Fidèle à un contexte historique, toujours très prégnant, Teresa Valero s’attache dans ce deuxième album à retrouver l’un des joyaux du temple du roi Salomon. Un tel sujet permet à la scénariste espagnole de développer plusieurs histoires en parallèle, comme les jeux amoureux de Max et Valsaredo, la lutte entre Le Sodalitium Pianum et la Loge des Douze Apôtres de Jaën ou bien encore celle de l’Espagne vis-à-vis de la Triplice ou de l’Entente cordiale. Une telle densité de propos n'est pas sans risques et pourrait désorienter en rendant la lecture fastidieuse. Si cette dernière nécessite parfois quelque attention, le fil de l'histoire est cependant parfaitement maîtrisé et structuré pour ne pas perdre le lecteur. Les effets narratifs, déjà largement utilisés dans 1914 - Le réveil, trouvent encore ici toute leur pertinence ; il en est ainsi de la juxtaposition sur une même page - voire une même case - de scènes à la temporalité différente en jouant sur les couleurs, de l'agencement côte-à-côte de scènes concomitamment ou bien encore la succession de trois scènes différentes sur une même planche.
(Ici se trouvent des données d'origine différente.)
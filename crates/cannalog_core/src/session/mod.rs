//! Session provider contract and identity types.
//!
//! # Responsibility
//! - Define sign-in/sign-out and current-identity queries used by the
//!   session gate and the editor.
//!
//! # Invariants
//! - After `sign_out` resolves with `Ok`, `current_identity` is `None`.
//! - Token verification belongs to the provider, never to view-models.

use crate::db::DbError;
use crate::model::entry::OwnerId;
use async_trait::async_trait;
use serde::{Deserialize, Serialize};
use std::error::Error;
use std::fmt::{Display, Formatter};

mod local;

pub use local::LocalSessionProvider;

pub type AuthResult<T> = Result<T, AuthError>;

/// Authenticated-user handle.
#[derive(Debug, Clone, PartialEq, Eq, Hash, Serialize, Deserialize)]
pub struct Identity {
    /// Stable user id; becomes `Entry::owner_id`.
    pub user_id: OwnerId,
}

impl Identity {
    pub fn new(user_id: impl Into<OwnerId>) -> Self {
        Self {
            user_id: user_id.into(),
        }
    }
}

/// Sign-in/sign-out failures.
#[derive(Debug)]
pub enum AuthError {
    /// Identity token rejected by the provider.
    InvalidToken,
    /// Operation requires a signed-in identity.
    NotSignedIn,
    /// Identity provider unreachable.
    Unavailable(String),
    /// Session persistence failure.
    Storage(DbError),
}

impl Display for AuthError {
    fn fmt(&self, f: &mut Formatter<'_>) -> std::fmt::Result {
        match self {
            Self::InvalidToken => write!(f, "identity token was rejected"),
            Self::NotSignedIn => write!(f, "no identity is signed in"),
            Self::Unavailable(message) => write!(f, "identity provider unavailable: {message}"),
            Self::Storage(err) => write!(f, "session storage failed: {err}"),
        }
    }
}

impl Error for AuthError {
    fn source(&self) -> Option<&(dyn Error + 'static)> {
        match self {
            Self::Storage(err) => Some(err),
            _ => None,
        }
    }
}

impl From<DbError> for AuthError {
    fn from(value: DbError) -> Self {
        Self::Storage(value)
    }
}

impl From<rusqlite::Error> for AuthError {
    fn from(value: rusqlite::Error) -> Self {
        Self::Storage(DbError::Sqlite(value))
    }
}

/// Authentication collaborator.
#[async_trait]
pub trait SessionProvider: Send + Sync {
    async fn sign_in(&self, identity_token: &str) -> AuthResult<Identity>;

    async fn sign_out(&self) -> AuthResult<()>;

    fn current_identity(&self) -> Option<Identity>;
}
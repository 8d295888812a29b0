//! Core logging bootstrap and safety policy.
//!
//! # Responsibility
//! - Initialize file-based rolling logs exactly once per process.
//! - Emit stable, metadata-only diagnostic events from core.
//!
//! # Invariants
//! - Logging init is idempotent for the same level and directory.
//! - Re-initialization with a different level or directory is rejected.
//! - Logging initialization must not panic.
//! - Entry text and identity tokens never reach the log.

use flexi_logger::{Cleanup, Criterion, FileSpec, Logger, LoggerHandle, Naming, WriteMode};
use log::{error, info};
use once_cell::sync::OnceCell;
use std::error::Error;
use std::fmt::{Display, Formatter};
use std::path::{Path, PathBuf};

const LOG_FILE_BASENAME: &str = "cannalog";
const MAX_LOG_FILE_SIZE_BYTES: u64 = 10 * 1024 * 1024;
const MAX_LOG_FILES: usize = 5;
const MAX_PANIC_PAYLOAD_CHARS: usize = 160;

static LOGGING_STATE: OnceCell<LoggingState> = OnceCell::new();
static PANIC_HOOK_INSTALLED: OnceCell<()> = OnceCell::new();

struct LoggingState {
    level: LogLevel,
    log_dir: PathBuf,
    _logger: LoggerHandle,
}

/// Supported log levels.
#[derive(Debug, Clone, Copy, PartialEq, Eq)]
pub enum LogLevel {
    Trace,
    Debug,
    Info,
    Warn,
    Error,
}

impl LogLevel {
    pub fn as_str(self) -> &'static str {
        match self {
            Self::Trace => "trace",
            Self::Debug => "debug",
            Self::Info => "info",
            Self::Warn => "warn",
            Self::Error => "error",
        }
    }

    /// Case-insensitive parse; accepts `warning` as `warn`.
    pub fn parse(value: &str) -> Option<Self> {
        match value.trim().to_ascii_lowercase().as_str() {
            "trace" => Some(Self::Trace),
            "debug" => Some(Self::Debug),
            "info" => Some(Self::Info),
            "warn" | "warning" => Some(Self::Warn),
            "error" => Some(Self::Error),
            _ => None,
        }
    }
}

impl Display for LogLevel {
    fn fmt(&self, f: &mut Formatter<'_>) -> std::fmt::Result {
        f.write_str(self.as_str())
    }
}

#[derive(Debug)]
pub enum LoggingError {
    UnsupportedLevel(String),
    InvalidDirectory(String),
    AlreadyInitialized(String),
    Backend(String),
}

impl Display for LoggingError {
    fn fmt(&self, f: &mut Formatter<'_>) -> std::fmt::Result {
        match self {
            Self::UnsupportedLevel(value) => write!(
                f,
                "unsupported log level `{value}`; expected trace|debug|info|warn|error"
            ),
            Self::InvalidDirectory(message) => write!(f, "{message}"),
            Self::AlreadyInitialized(message) => write!(f, "{message}"),
            Self::Backend(message) => write!(f, "failed to start logger: {message}"),
        }
    }
}

impl Error for LoggingError {}

/// Initializes core logging from string inputs, as received over FFI or CLI.
///
/// # Errors
/// - `UnsupportedLevel` for unknown level names.
/// - See `init_logging_with` for the remaining cases.
pub fn init_logging(level: &str, log_dir: &str) -> Result<(), LoggingError> {
    let level =
        LogLevel::parse(level).ok_or_else(|| LoggingError::UnsupportedLevel(level.to_string()))?;
    init_logging_with(level, Path::new(log_dir.trim()))
}

/// Initializes core logging with level and directory.
///
/// # Errors
/// - `InvalidDirectory` when `log_dir` is empty, relative or cannot be created.
/// - `AlreadyInitialized` when a different level or directory is active.
/// - `Backend` when the flexi_logger backend fails to start.
pub fn init_logging_with(level: LogLevel, log_dir: &Path) -> Result<(), LoggingError> {
    let log_dir = normalize_log_dir(log_dir)?;

    let state = LOGGING_STATE.get_or_try_init(|| start_backend(level, &log_dir))?;
    if state.log_dir != log_dir {
        return Err(LoggingError::AlreadyInitialized(format!(
            "logging already initialized at `{}`; refusing to switch to `{}`",
            state.log_dir.display(),
            log_dir.display()
        )));
    }
    if state.level != level {
        return Err(LoggingError::AlreadyInitialized(format!(
            "logging already initialized with level `{}`; refusing to switch to `{}`",
            state.level, level
        )));
    }

    Ok(())
}

fn start_backend(level: LogLevel, log_dir: &Path) -> Result<LoggingState, LoggingError> {
    std::fs::create_dir_all(log_dir).map_err(|err| {
        LoggingError::InvalidDirectory(format!(
            "failed to create log directory `{}`: {err}",
            log_dir.display()
        ))
    })?;

    let logger = Logger::try_with_str(level.as_str())
        .map_err(|err| LoggingError::Backend(err.to_string()))?
        .log_to_file(
            FileSpec::default()
                .directory(log_dir)
                .basename(LOG_FILE_BASENAME),
        )
        .rotate(
            Criterion::Size(MAX_LOG_FILE_SIZE_BYTES),
            Naming::Numbers,
            Cleanup::KeepLogFiles(MAX_LOG_FILES),
        )
        .write_mode(WriteMode::BufferAndFlush)
        .append()
        // Format: [YYYY-MM-DD HH:MM:SS.ffffff TZ] LEVEL [module] file:line: message
        .format_for_files(flexi_logger::detailed_format)
        .start()
        .map_err(|err| LoggingError::Backend(err.to_string()))?;

    install_panic_hook_once();

    info!(
        "event=app_start module=core status=ok platform={} build_mode={} version={}",
        std::env::consts::OS,
        build_mode(),
        env!("CARGO_PKG_VERSION")
    );
    info!(
        "event=core_init module=core status=ok level={} log_dir={}",
        level,
        log_dir.display()
    );

    Ok(LoggingState {
        level,
        log_dir: log_dir.to_path_buf(),
        _logger: logger,
    })
}

/// Returns the active `(level, log_dir)`, or `None` before initialization.
pub fn logging_status() -> Option<(LogLevel, PathBuf)> {
    LOGGING_STATE
        .get()
        .map(|state| (state.level, state.log_dir.clone()))
}

/// `Debug` in debug builds, `Info` in release builds.
pub fn default_log_level() -> LogLevel {
    if cfg!(debug_assertions) {
        LogLevel::Debug
    } else {
        LogLevel::Info
    }
}

fn normalize_log_dir(log_dir: &Path) -> Result<PathBuf, LoggingError> {
    if log_dir.as_os_str().is_empty() {
        return Err(LoggingError::InvalidDirectory(
            "log_dir cannot be empty".to_string(),
        ));
    }
    if !log_dir.is_absolute() {
        return Err(LoggingError::InvalidDirectory(format!(
            "log_dir must be an absolute path, got `{}`",
            log_dir.display()
        )));
    }
    Ok(log_dir.to_path_buf())
}

fn build_mode() -> &'static str {
    if cfg!(debug_assertions) {
        "debug"
    } else {
        "release"
    }
}

fn install_panic_hook_once() {
    if PANIC_HOOK_INSTALLED.get().is_some() {
        return;
    }

    let previous_hook = std::panic::take_hook();
    std::panic::set_hook(Box::new(move |panic_info| {
        // Payload may carry entry text; cap and flatten before logging.
        let location = panic_info
            .location()
            .map(|loc| format!("{}:{}", loc.file(), loc.line()))
            .unwrap_or_else(|| "unknown".to_string());
        let payload = panic_payload_summary(panic_info);
        error!(
            "event=panic_captured module=core status=error location={} payload={}",
            location, payload
        );
        previous_hook(panic_info);
    }));

    let _ = PANIC_HOOK_INSTALLED.set(());
}

fn panic_payload_summary(info: &std::panic::PanicHookInfo<'_>) -> String {
    let payload = if let Some(message) = info.payload().downcast_ref::<&str>() {
        (*message).to_string()
    } else if let Some(message) = info.payload().downcast_ref::<String>() {
        message.clone()
    } else {
        "non-string panic payload".to_string()
    };

    sanitize_message(&payload, MAX_PANIC_PAYLOAD_CHARS)
}

fn sanitize_message(value: &str, max_chars: usize) -> String {
    let normalized = value.replace(['\n', '\r'], " ");
    let mut truncated = normalized.chars().take(max_chars).collect::<String>();
    if normalized.chars().count() > max_chars {
        truncated.push_str("...");
    }
    truncated
}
Tous ces artifices, fruits de la collaboration des deux auteures aux studios Walt Disney, sont pour beaucoup dans la fluidité que dégage 1915 : au-dessus de la mêlée. De même, le dessin de Montse Martin – tout en douceur malgré la gravité des sujets abordés – reste marqué par son passage dans le monde de l’animation et n’est pas sans rappeler certaines productions japonaises.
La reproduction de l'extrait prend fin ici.